─── EXTRACTED MATERIAL ───

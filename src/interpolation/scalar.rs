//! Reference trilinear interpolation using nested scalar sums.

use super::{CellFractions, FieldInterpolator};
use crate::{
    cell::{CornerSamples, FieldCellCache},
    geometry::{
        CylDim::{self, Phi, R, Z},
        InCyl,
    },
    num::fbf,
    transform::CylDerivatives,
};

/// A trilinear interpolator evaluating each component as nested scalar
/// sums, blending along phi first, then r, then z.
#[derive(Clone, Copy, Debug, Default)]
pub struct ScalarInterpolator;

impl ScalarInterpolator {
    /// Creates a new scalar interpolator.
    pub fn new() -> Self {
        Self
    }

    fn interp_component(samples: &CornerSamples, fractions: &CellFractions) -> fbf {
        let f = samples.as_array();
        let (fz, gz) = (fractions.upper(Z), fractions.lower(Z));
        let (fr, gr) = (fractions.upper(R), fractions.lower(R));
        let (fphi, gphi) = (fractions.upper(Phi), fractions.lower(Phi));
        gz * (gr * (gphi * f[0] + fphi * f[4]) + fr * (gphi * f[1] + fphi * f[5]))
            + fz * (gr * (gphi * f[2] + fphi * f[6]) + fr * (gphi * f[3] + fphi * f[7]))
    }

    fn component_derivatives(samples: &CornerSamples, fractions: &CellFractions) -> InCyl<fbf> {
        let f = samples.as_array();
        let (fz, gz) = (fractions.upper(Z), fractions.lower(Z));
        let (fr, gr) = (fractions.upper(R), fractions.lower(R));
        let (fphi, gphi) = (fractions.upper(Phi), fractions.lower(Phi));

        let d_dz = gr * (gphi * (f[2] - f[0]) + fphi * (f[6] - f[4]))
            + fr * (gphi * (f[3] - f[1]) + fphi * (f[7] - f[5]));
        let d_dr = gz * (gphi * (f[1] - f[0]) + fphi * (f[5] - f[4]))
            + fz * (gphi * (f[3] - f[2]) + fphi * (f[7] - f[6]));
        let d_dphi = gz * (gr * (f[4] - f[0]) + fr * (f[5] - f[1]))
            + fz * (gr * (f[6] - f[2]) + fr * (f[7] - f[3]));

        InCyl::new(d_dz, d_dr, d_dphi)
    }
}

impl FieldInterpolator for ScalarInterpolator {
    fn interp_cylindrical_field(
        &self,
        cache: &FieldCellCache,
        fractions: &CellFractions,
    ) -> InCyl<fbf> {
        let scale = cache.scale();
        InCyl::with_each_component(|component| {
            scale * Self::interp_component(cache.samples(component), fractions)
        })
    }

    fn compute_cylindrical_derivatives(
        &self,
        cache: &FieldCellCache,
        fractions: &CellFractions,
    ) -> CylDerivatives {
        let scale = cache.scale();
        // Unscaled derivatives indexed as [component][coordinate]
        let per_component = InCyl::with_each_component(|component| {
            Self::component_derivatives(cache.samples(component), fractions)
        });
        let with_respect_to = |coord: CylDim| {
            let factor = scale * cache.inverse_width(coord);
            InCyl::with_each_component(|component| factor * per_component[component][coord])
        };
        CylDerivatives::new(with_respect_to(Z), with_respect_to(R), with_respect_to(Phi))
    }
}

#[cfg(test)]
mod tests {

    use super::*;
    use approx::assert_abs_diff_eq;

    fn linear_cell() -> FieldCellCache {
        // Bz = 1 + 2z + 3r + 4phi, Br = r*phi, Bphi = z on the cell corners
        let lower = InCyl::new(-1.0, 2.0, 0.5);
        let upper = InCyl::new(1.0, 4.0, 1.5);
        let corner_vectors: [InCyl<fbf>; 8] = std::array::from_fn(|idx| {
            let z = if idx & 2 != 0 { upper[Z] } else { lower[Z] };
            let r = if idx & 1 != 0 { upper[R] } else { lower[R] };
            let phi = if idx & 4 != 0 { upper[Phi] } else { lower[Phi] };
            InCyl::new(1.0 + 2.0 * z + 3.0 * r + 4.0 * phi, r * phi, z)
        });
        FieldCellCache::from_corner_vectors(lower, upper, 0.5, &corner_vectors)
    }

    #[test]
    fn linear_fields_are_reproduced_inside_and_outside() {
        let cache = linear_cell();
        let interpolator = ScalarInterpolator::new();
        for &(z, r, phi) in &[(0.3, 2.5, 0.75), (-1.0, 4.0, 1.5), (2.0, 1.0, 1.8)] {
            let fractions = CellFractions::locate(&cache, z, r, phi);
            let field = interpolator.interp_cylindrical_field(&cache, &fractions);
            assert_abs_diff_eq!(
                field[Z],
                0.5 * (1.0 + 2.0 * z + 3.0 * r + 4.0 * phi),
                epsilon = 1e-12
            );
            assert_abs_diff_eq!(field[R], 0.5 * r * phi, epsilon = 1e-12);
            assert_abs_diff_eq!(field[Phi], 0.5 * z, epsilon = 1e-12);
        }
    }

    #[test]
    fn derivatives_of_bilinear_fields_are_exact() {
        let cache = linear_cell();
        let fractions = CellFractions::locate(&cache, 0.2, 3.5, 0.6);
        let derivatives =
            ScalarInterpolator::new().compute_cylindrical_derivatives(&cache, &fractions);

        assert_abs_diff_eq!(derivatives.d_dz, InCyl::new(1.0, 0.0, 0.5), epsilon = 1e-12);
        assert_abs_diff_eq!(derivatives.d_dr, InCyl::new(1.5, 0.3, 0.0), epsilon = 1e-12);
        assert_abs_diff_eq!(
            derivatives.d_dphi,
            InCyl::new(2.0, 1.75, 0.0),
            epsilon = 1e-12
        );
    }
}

───
─── EXTRACTED MATERIAL ───

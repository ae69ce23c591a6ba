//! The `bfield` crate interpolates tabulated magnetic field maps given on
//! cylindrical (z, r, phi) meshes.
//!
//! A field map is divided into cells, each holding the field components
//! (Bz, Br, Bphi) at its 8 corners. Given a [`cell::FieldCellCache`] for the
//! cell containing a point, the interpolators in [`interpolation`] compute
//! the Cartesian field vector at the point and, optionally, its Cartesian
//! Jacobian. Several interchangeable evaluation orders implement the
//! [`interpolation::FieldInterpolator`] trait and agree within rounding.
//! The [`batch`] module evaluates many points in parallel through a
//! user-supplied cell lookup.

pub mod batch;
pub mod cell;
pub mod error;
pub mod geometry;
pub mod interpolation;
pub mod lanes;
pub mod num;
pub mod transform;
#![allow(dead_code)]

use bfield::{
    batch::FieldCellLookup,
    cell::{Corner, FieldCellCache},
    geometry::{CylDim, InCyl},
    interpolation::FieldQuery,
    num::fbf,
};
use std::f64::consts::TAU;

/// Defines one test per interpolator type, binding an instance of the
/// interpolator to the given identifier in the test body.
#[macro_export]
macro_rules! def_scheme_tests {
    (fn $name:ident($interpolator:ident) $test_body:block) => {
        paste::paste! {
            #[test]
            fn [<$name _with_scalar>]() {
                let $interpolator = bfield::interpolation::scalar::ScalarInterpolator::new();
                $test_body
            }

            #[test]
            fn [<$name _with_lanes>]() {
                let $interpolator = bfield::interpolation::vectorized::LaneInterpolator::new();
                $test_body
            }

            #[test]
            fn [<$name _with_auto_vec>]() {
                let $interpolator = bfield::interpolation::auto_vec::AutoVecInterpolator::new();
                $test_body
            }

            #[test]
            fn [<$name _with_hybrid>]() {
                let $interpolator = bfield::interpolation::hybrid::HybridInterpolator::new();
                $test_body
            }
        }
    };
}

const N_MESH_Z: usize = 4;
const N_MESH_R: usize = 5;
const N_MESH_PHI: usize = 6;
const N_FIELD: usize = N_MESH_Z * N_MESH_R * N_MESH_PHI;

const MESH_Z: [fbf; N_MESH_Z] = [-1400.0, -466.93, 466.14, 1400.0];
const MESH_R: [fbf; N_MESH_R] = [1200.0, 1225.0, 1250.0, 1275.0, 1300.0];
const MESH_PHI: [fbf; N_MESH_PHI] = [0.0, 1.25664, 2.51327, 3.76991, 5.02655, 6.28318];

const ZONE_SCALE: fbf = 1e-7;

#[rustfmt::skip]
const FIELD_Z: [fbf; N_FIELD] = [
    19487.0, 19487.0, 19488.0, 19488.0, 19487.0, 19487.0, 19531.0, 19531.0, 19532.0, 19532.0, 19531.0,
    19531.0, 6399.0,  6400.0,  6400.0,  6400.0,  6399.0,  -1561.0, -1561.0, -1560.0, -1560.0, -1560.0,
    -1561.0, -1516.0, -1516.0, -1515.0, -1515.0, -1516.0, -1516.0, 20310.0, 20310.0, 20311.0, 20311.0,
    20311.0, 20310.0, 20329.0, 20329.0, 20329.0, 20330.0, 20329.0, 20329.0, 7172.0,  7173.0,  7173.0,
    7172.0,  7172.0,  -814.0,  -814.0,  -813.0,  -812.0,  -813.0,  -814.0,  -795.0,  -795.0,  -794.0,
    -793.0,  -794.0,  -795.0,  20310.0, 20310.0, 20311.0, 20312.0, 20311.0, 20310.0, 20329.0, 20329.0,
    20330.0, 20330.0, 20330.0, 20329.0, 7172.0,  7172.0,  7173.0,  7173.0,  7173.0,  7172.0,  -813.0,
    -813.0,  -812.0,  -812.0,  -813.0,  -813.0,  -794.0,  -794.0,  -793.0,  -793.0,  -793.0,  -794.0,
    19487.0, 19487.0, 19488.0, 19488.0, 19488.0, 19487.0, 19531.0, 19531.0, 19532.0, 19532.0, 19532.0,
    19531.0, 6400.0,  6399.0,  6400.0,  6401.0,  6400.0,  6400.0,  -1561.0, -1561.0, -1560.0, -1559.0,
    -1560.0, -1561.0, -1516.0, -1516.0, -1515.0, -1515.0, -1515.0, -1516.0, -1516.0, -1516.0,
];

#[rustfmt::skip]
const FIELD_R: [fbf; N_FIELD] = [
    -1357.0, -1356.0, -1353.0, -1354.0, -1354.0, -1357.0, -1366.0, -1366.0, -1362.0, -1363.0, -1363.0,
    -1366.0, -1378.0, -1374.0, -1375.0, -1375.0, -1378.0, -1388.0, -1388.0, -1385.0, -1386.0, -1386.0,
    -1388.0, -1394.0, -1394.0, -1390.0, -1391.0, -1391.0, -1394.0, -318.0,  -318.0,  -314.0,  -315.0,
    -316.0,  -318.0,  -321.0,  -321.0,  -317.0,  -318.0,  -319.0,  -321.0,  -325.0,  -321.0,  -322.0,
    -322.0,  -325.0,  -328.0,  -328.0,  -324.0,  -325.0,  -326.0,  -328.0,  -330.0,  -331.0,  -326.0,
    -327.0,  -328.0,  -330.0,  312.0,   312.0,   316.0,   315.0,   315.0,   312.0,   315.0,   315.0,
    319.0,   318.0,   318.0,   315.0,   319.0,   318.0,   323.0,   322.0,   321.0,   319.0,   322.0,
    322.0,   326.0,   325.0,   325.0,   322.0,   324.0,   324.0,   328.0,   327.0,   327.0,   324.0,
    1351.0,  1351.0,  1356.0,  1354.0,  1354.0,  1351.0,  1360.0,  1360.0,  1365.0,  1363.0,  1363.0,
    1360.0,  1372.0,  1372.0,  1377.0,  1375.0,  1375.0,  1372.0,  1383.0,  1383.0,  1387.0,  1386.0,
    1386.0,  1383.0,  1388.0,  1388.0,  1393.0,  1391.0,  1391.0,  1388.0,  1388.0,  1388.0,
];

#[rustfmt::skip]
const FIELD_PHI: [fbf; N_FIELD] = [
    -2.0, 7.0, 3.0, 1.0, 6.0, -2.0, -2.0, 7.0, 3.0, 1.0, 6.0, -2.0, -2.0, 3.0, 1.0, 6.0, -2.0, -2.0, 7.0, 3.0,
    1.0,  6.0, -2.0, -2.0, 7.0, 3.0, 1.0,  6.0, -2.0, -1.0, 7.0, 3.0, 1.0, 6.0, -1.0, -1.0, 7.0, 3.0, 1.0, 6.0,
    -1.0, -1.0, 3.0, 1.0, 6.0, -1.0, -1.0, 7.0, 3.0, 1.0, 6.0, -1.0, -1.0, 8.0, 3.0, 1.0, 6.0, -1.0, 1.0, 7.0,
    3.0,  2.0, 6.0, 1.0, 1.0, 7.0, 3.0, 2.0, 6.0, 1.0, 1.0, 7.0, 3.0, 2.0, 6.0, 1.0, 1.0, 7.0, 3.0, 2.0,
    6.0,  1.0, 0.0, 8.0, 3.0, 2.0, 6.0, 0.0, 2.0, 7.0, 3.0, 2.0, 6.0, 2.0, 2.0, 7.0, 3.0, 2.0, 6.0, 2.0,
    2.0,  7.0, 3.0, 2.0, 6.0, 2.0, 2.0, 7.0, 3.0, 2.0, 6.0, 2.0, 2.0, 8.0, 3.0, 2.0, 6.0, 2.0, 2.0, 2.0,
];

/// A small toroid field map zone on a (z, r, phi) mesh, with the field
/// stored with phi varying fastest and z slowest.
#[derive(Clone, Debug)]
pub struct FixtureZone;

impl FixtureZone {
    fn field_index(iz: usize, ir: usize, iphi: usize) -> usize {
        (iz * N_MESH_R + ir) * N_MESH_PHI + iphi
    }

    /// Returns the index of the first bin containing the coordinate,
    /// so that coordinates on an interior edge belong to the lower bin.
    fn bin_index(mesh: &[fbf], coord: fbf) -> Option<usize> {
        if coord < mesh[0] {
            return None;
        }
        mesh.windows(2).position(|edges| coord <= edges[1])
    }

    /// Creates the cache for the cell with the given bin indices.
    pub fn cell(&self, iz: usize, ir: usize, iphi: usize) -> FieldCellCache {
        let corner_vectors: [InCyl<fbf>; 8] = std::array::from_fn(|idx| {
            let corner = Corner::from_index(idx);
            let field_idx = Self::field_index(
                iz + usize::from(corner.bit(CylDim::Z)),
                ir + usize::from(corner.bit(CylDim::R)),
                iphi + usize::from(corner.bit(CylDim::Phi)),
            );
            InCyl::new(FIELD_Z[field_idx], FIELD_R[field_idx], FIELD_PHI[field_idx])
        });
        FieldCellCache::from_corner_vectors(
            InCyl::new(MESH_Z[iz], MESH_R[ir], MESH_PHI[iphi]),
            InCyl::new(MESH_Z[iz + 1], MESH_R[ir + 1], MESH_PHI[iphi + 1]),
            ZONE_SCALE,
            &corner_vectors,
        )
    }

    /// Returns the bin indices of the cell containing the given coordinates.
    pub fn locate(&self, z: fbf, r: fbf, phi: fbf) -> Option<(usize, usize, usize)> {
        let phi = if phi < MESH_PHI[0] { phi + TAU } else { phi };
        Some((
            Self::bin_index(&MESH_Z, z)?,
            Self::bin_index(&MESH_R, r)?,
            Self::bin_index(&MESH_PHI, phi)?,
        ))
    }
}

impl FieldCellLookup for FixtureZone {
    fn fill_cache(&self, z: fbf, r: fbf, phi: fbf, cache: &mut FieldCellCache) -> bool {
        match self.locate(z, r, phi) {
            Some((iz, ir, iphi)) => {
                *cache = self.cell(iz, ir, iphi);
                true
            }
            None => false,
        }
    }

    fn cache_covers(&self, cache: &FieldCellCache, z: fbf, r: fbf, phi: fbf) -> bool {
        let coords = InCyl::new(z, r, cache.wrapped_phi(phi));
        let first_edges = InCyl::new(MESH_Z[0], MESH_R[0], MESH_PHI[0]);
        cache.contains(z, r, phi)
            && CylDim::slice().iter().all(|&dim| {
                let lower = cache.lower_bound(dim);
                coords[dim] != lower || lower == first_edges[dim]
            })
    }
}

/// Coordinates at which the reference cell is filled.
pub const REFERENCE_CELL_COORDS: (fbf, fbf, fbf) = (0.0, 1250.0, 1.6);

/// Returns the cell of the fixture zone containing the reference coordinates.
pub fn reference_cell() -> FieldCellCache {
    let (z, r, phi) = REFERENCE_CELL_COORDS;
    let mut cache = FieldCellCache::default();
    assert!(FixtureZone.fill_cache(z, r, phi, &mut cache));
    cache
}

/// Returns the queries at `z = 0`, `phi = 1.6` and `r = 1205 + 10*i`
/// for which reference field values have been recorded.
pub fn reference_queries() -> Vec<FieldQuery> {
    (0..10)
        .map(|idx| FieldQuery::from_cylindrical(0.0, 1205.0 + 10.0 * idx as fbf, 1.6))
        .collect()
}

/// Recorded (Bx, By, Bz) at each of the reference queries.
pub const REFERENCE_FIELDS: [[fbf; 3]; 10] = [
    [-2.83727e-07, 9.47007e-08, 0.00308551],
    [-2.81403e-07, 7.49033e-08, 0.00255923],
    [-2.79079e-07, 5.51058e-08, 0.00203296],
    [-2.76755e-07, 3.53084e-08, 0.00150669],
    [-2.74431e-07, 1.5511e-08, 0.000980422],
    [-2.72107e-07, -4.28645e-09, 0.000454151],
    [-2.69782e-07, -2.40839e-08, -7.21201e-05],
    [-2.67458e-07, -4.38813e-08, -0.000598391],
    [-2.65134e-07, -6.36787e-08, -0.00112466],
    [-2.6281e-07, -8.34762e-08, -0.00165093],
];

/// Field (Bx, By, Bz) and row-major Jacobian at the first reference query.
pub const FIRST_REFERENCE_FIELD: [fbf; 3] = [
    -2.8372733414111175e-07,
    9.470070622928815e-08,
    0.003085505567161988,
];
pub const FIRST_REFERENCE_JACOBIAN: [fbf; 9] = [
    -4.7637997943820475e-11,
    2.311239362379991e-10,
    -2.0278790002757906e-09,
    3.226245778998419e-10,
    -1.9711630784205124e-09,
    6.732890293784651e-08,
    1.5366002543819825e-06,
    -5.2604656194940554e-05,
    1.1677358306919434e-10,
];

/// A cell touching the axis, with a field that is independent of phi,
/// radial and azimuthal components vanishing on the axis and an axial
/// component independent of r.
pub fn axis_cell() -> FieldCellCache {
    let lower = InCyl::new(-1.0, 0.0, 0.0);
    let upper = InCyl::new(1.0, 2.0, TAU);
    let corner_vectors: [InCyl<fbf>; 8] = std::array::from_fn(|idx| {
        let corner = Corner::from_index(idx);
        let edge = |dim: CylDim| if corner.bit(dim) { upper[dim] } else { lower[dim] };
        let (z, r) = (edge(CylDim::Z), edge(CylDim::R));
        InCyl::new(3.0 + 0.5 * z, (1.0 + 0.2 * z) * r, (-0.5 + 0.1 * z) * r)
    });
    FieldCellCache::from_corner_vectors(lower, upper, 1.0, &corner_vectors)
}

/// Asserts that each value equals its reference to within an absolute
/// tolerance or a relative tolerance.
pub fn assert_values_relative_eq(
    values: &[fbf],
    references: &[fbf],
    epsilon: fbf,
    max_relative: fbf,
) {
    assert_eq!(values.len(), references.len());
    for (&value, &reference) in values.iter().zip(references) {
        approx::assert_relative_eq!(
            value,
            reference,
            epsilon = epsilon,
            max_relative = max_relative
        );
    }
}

───

> [TRY IT] Extract from the records above the lines from the one containing "if coord < mesh[0]" to the one containing "the given coordinates.", both lines included, exactly as they appear and with nothing else.

> [SOLUTION FOR THIS PROBLEM]
        if coord < mesh[0] {
            return None;
        }
        mesh.windows(2).position(|edges| coord <= edges[1])
    }

    /// Creates the cache for the cell with the given bin indices.
    pub fn cell(&self, iz: usize, ir: usize, iphi: usize) -> FieldCellCache {
        let corner_vectors: [InCyl<fbf>; 8] = std::array::from_fn(|idx| {
            let corner = Corner::from_index(idx);
            let field_idx = Self::field_index(
                iz + usize::from(corner.bit(CylDim::Z)),
                ir + usize::from(corner.bit(CylDim::R)),
                iphi + usize::from(corner.bit(CylDim::Phi)),
            );
            InCyl::new(FIELD_Z[field_idx], FIELD_R[field_idx], FIELD_PHI[field_idx])
        });
        FieldCellCache::from_corner_vectors(
            InCyl::new(MESH_Z[iz], MESH_R[ir], MESH_PHI[iphi]),
            InCyl::new(MESH_Z[iz + 1], MESH_R[ir + 1], MESH_PHI[iphi + 1]),
            ZONE_SCALE,
            &corner_vectors,
        )
    }

    /// Returns the bin indices of the cell containing the given coordinates.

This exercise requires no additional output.